Die dort stattfindende Zeitdiagnostik oder in Büchern nimmt sich ein Phänomen, sie weiß, was sie davon zu halten hat, sie legt zuvor fest, was sie im Folgenden in der Untersuchung herauszufinden vorgibt. Diese Art der Kulturkritik will sich als „kritisch" verstehen, weil sie Phänomene der Alltagswelt grundlegend zu kritisieren vorgibt, sich allerdings weigert, auf diese Phänomene auch einzulassen. Denn sie weiß bereits vorab, was sie in einem zweiten Schritt mit Gründen zu belegen sucht.
Es ginge recht leicht anders, leicht ginge es besser. Ein Weg ist die sozialwissenschaftliche Statistik. Wie steht es um den Anstieg der Kriminalität seit 2015? Recht leicht lassen sich so Schauermärchen z. B. zur „Flüchtlingskrise" ausräumen.
Aber wie verhält es sich in etwas komplexeren Fällen, wie steht es um zukünftige Fragen der Verteilungsgerechtigkeit zum Beispiel? Wie wollen wir leben? Was ist gerecht, was ist zu tun, was ist bezahlbar, was ist das „Eigene", was das „Fremde"? Fragen wie diese sind immer auch spekulative Fragen. Thesen und Zuspitzungen können helfen, Debatten überhaupt in Bahnen zu lenken. Problematisch wird es genau da, wo die Thesen ihren eigenen Charakter als These, als Vorschlag also, unsichtbar machen wollen.
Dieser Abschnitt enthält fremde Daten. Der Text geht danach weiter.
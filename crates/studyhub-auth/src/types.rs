//! Session, principal, and auth state types.

use crate::{AuthError, AuthResult};
use chrono::{DateTime, Utc};
use serde::{Deserialize, Serialize};
use std::time::Duration;

/// User identity as reported by the provider.
#[derive(Debug, Clone, PartialEq, Serialize, Deserialize)]
pub struct User {
    /// Provider user ID
    pub id: String,
    /// Email, when the provider shares it
    #[serde(default)]
    pub email: Option<String>,
    /// Free-form attributes supplied at sign-up
    #[serde(default)]
    pub user_metadata: serde_json::Value,
}

impl User {
    pub fn new(id: impl Into<String>) -> Self {
        Self {
            id: id.into(),
            email: None,
            user_metadata: serde_json::Value::Null,
        }
    }

    pub fn with_email(mut self, email: impl Into<String>) -> Self {
        self.email = Some(email.into());
        self
    }
}

/// The authenticated principal.
#[derive(Debug, Clone, PartialEq, Serialize)]
#[serde(tag = "kind", rename_all = "snake_case")]
pub enum Principal {
    /// Full user identity.
    User(User),
    /// Stand-in used when the provider returned a session without a user.
    TokenOnly {
        #[serde(skip_serializing)]
        access_token: String,
    },
}

impl Principal {
    pub fn user(&self) -> Option<&User> {
        match self {
            Principal::User(user) => Some(user),
            Principal::TokenOnly { .. } => None,
        }
    }

    pub fn user_id(&self) -> Option<&str> {
        self.user().map(|u| u.id.as_str())
    }

    pub fn email(&self) -> Option<&str> {
        self.user().and_then(|u| u.email.as_deref())
    }
}

/// An access/refresh credential pair bound to an optional user.
///
/// Both credentials are guaranteed non-empty.
#[derive(Clone, PartialEq)]
pub struct Session {
    access_token: String,
    refresh_token: String,
    expires_at: Option<DateTime<Utc>>,
    user: Option<User>,
}

impl Session {
    /// Build a session; fails if either credential is empty.
    pub fn new(access_token: impl Into<String>, refresh_token: impl Into<String>) -> AuthResult<Self> {
        let access_token = access_token.into();
        let refresh_token = refresh_token.into();

        if access_token.is_empty() {
            return Err(AuthError::InvalidSession(
                "access credential is empty".to_string(),
            ));
        }
        if refresh_token.is_empty() {
            return Err(AuthError::InvalidSession(
                "refresh credential is empty".to_string(),
            ));
        }

        Ok(Self {
            access_token,
            refresh_token,
            expires_at: None,
            user: None,
        })
    }

    pub fn with_user(mut self, user: User) -> Self {
        self.user = Some(user);
        self
    }

    pub fn with_expires_at(mut self, expires_at: DateTime<Utc>) -> Self {
        self.expires_at = Some(expires_at);
        self
    }

    pub fn access_token(&self) -> &str {
        &self.access_token
    }

    pub fn refresh_token(&self) -> &str {
        &self.refresh_token
    }

    pub fn expires_at(&self) -> Option<DateTime<Utc>> {
        self.expires_at
    }

    pub fn user(&self) -> Option<&User> {
        self.user.as_ref()
    }

    /// The principal this session authenticates.
    pub fn principal(&self) -> Principal {
        match &self.user {
            Some(user) => Principal::User(user.clone()),
            None => Principal::TokenOnly {
                access_token: self.access_token.clone(),
            },
        }
    }

    /// Whether the access credential expires within `leeway` from now.
    ///
    /// Sessions without a known expiry never count as expired.
    pub fn is_expired_within(&self, leeway: Duration) -> bool {
        match self.expires_at {
            Some(expires_at) => {
                let leeway = chrono::Duration::from_std(leeway).unwrap_or(chrono::Duration::zero());
                Utc::now() + leeway >= expires_at
            }
            None => false,
        }
    }

    /// Keep the user from `previous` when a refreshed session omits it.
    pub(crate) fn inherit_user(mut self, previous: Option<&Session>) -> Self {
        if self.user.is_none() {
            self.user = previous.and_then(|p| p.user.clone());
        }
        self
    }
}

impl std::fmt::Debug for Session {
    fn fmt(&self, f: &mut std::fmt::Formatter<'_>) -> std::fmt::Result {
        f.debug_struct("Session")
            .field("access_token", &"<redacted>")
            .field("refresh_token", &"<redacted>")
            .field("expires_at", &self.expires_at)
            .field("user", &self.user)
            .finish()
    }
}

/// Raw result of a sign-in or sign-up call.
///
/// Sign-up may create a user without a session (pending email confirmation),
/// so callers get both halves.
#[derive(Debug, Clone, Default)]
pub struct ProviderResponse {
    pub session: Option<Session>,
    pub user: Option<User>,
}

impl ProviderResponse {
    /// The user from the response, falling back to the session's user.
    pub fn user(&self) -> Option<&User> {
        self.user
            .as_ref()
            .or_else(|| self.session.as_ref().and_then(Session::user))
    }
}

/// Auth change pushed by the provider, not caused by a local call.
#[derive(Debug, Clone)]
pub enum ProviderEvent {
    SignedIn(Session),
    SignedOut,
}

/// UI-facing auth state.
#[derive(Debug, Clone, PartialEq, Serialize)]
#[serde(tag = "status", content = "principal", rename_all = "snake_case")]
pub enum AuthState {
    /// Restore in progress; not the same as logged out.
    Loading,
    Unauthenticated,
    Authenticated(Principal),
}

impl AuthState {
    pub fn is_authenticated(&self) -> bool {
        matches!(self, AuthState::Authenticated(_))
    }

    pub fn is_loading(&self) -> bool {
        matches!(self, AuthState::Loading)
    }

    pub fn principal(&self) -> Option<&Principal> {
        match self {
            AuthState::Authenticated(principal) => Some(principal),
            _ => None,
        }
    }
}

/// Point-in-time status for reporting.
#[derive(Debug, Clone, Serialize)]
pub struct AuthSnapshot {
    pub state: AuthState,
    #[serde(skip_serializing_if = "Option::is_none")]
    pub user_id: Option<String>,
    #[serde(skip_serializing_if = "Option::is_none")]
    pub email: Option<String>,
    #[serde(skip_serializing_if = "Option::is_none")]
    pub expires_at: Option<DateTime<Utc>>,
}
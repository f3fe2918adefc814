//! Behavioural tests for the session lifecycle.


mod lifecycle;
mod reconciliation;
Ein anderer Weg ist das Ausstellen der Skepsis. Die Sichtbarmachung des Zweifels und der Bezweifelbarkeit des Geschriebenen. Die Worte müssten sich vortasten. Denken könnte so als Experiment sichtbar werden. Man könnte dann vom „Ich" sprechen, von den Eindrücken und diese als genau das markieren. In dieser Hinsicht ist der ziemlich ungefilterte Subjektivismus einer jüngeren Zeitschrift wie „Vice" zumindest eine Möglichkeit, gegen den Dogmatismus der Kulturkritik andere Prinzipien zu setzen.
Wer „ich" sagt, der leugnet wenigstens nicht rhetorisch, dass es ein eigener Eindruck ist. Wer „ich" sagt, der drückt sich um die dogmatische Setzung, so sei es doch allgemein. Das ist eine Überwindung der herrschaftlichen Gesten, mit denen die Säulenheiligen der Zeitdiagnostik Thesen zu scheinbar unbestreitbaren Wahrheiten aufbauschen.
Schlussendlich geht es in einer solch grundsätzlichen Frage darum, Vertrauensvorschüsse zu geben. Man muss wohl der Leserin und dem Leser vertrauen und genau dadurch ergibt sich auch eine aufgeräumte Form der Debatte. Man traut der Lese-Fähigkeit, die Perspektive als Perspektive zu sehen. Man muss daran glauben, dass Leserin oder Leser Widersprüche und Ungereimtheiten erkennen. Dass sie dem Text zu misstrauen verstehen.
erschienen in der Frankfurter Rundschau, 7.9.2016.